Tuesday, October 23, 2012

ADHD inattentive, Highly Sensitive, and the Type A personality

So last week, I told you about Marty’s evaluation with the preschool special education. This week, I am becoming more aware of the problems with my oldest child, Max. First, a little background information: over the weekend, I tried to pick what I thought was a pimple; turns out, it was actually an infected ingrown hair follicle. Just Great! After a few days of pain and having my eye swollen shut, I drove myself to the ER. Yes, the uninsured should seek medical care in spite of the impending medical debt that will follow. The ER was actually a very positive experience. I was in and out in hour. ‘Feel good’ drugs in tow, I headed home.

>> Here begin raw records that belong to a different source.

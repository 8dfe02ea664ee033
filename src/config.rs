/*!
 * Configuration handling for ctxmd
 */

use std::path::PathBuf;

use clap::Parser;
use clap_complete::Shell;

use crate::error::{CtxError, Result};

/// Command-line arguments for ctxmd
#[derive(Parser, Debug, Clone)]
#[clap(
    name = "ctxmd",
    version = env!("CARGO_PKG_VERSION"),
    about = "Generate a Markdown context document of directory contents for LLM context",
    long_about = "Walks a project directory, applies include/exclude filtering rules on paths and file extensions, and concatenates the surviving files' contents plus a rendered directory tree into a single Markdown document, designed for providing context to Large Language Models (LLMs)."
)]
pub struct Args {
    /// Target directory to process
    #[clap(default_value = ".")]
    pub directory_path: String,

    /// Output Markdown file name
    #[clap(default_value = "context.md")]
    pub output_file: String,

    /// Comma-separated list of patterns to exclude (bare names, `dir/` markers,
    /// `*.ext` suffixes, or root-anchored paths)
    #[clap(long, value_delimiter = ',')]
    pub exclude: Vec<String>,

    /// Comma-separated list of path prefixes to include (if specified, only
    /// paths nested under one of them are retained)
    #[clap(long, value_delimiter = ',')]
    pub include_path: Vec<String>,

    /// Comma-separated list of extensions whose content is embedded, e.g.
    /// `.rs,.toml` (if empty, all extensions are embedded; a literal `.`
    /// entry allows extensionless files)
    #[clap(long, value_delimiter = ',')]
    pub include_ext: Vec<String>,

    /// Maximum file size to embed, in KB
    #[clap(long, default_value = "256")]
    pub max_file_size: u64,

    /// Respect .gitignore files (default: true)
    #[clap(long, default_value = "true")]
    pub respect_gitignore: bool,

    /// Path to custom .gitignore file
    #[clap(long)]
    pub gitignore_path: Option<String>,

    /// Do not apply the built-in default exclusion list
    #[clap(long)]
    pub no_default_excludes: bool,

    /// Generate shell completions
    #[clap(long = "generate", value_enum)]
    pub generate: Option<Shell>,
}

/// Path- and extension-filtering rules, passed by reference into every
/// component. An empty `include_extensions` set means "embed all extensions";
/// an empty `include_paths` list means "no path restriction".
#[derive(Clone, Debug, Default)]
pub struct FilterConfig {
    /// Patterns to exclude
    pub exclude_patterns: Vec<String>,

    /// Path prefixes to include (if empty, include all)
    pub include_paths: Vec<String>,

    /// Extensions whose content is embedded; `""` allows extensionless files
    pub include_extensions: Vec<String>,

    /// Content size ceiling in KB
    pub max_file_size_kb: u64,
}

/// Application configuration
#[derive(Clone, Debug)]
pub struct Config {
    /// Target directory to process
    pub target_dir: PathBuf,

    /// Output Markdown file path
    pub output_file: PathBuf,

    /// Filtering rules
    pub filter: FilterConfig,

    /// Whether to respect .gitignore files
    pub respect_gitignore: bool,

    /// Path to custom .gitignore file
    pub gitignore_path: Option<PathBuf>,

    /// Whether to apply the built-in default exclusion list
    pub use_default_excludes: bool,
}

impl Config {
    /// Create configuration from command-line arguments
    pub fn from_args(args: Args) -> Self {
        let include_extensions = args
            .include_ext
            .into_iter()
            .map(|ext| {
                // A literal `.` (or empty entry) declares "files with no
                // extension"; stored as the empty string.
                if ext == "." || ext.is_empty() {
                    String::new()
                } else if ext.starts_with('.') {
                    ext.to_lowercase()
                } else {
                    format!(".{}", ext.to_lowercase())
                }
            })
            .collect();

        Self {
            target_dir: PathBuf::from(args.directory_path),
            output_file: PathBuf::from(args.output_file),
            filter: FilterConfig {
                exclude_patterns: args.exclude,
                include_paths: args.include_path,
                include_extensions,
                max_file_size_kb: args.max_file_size,
            },
            respect_gitignore: args.respect_gitignore,
            gitignore_path: args.gitignore_path.map(PathBuf::from),
            use_default_excludes: !args.no_default_excludes,
        }
    }

    /// Validate the configuration
    pub fn validate(&self) -> Result<()> {
        // Check if target directory exists and is readable
        if !self.target_dir.exists() || !self.target_dir.is_dir() {
            return Err(CtxError::Config(format!(
                "Target directory not found: {}",
                self.target_dir.display()
            )));
        }

        // Check if output file directory exists and is writable
        if let Some(parent) = self.output_file.parent() {
            if !parent.exists() && parent != PathBuf::from("") {
                return Err(CtxError::Config(format!(
                    "Output directory not found: {}",
                    parent.display()
                )));
            }
        }

        // Check if custom gitignore file exists
        if let Some(path) = &self.gitignore_path {
            if !path.exists() {
                return Err(CtxError::Config(format!(
                    "Custom .gitignore file not found: {}",
                    path.display()
                )));
            }
        }

        Ok(())
    }
}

As I mentioned in a previous post, I am still legally married to Marty’s dad, the suspected Aspire [who clearly has ADHD as well). We separated about 4 ½ years ago, but agreed to share the same house, at least until I finished grad school. Currently, I am looking for full time employment; though I do have a part time gig. With that in mind, Marty’s dad, still feels duty-bound to me as a husband [I guess]. When I texted him to let him know that I was in the ER - with the introduction, “Please don’t be alarmed;” he calls to ask me to “try to arrange a payment plan for the ER bill.” I got no, “How are? Are you in pain? or what did the doctor say?” Although I think he cared that I was in the ER for a painful boil, I just think he doesn’t know how to respond to what he perceives is a crisis. He did, however, offer to pick me up from the ER? After I dismissed his concerns about the cost of the ER, I can tell he was still on edge.

Any who, I come home to mounds of laundry, dirty dishes, and a cranky Marty. Clearly he was over stimulated. His dad and his brother dragged him along on their golf venture; which is Aspie dad’s latest obsession. Marty, apparently, got angry while at the golf range and flung his golf club hitting an older gentleman in the leg. The same golf clubs that he did not want, but was forced to take as a ‘birthday gift’ from dear ole Dad. The trio also went to the Titanic exhibit for the fifth time. Consequently, Marty has become a fan of the Titanic, and when it is mention he will talk in depth about the Titanic sinking. The Titanic has been a special interest for Aspie Dad since his childhood [along with the Civil War history and the paranormal].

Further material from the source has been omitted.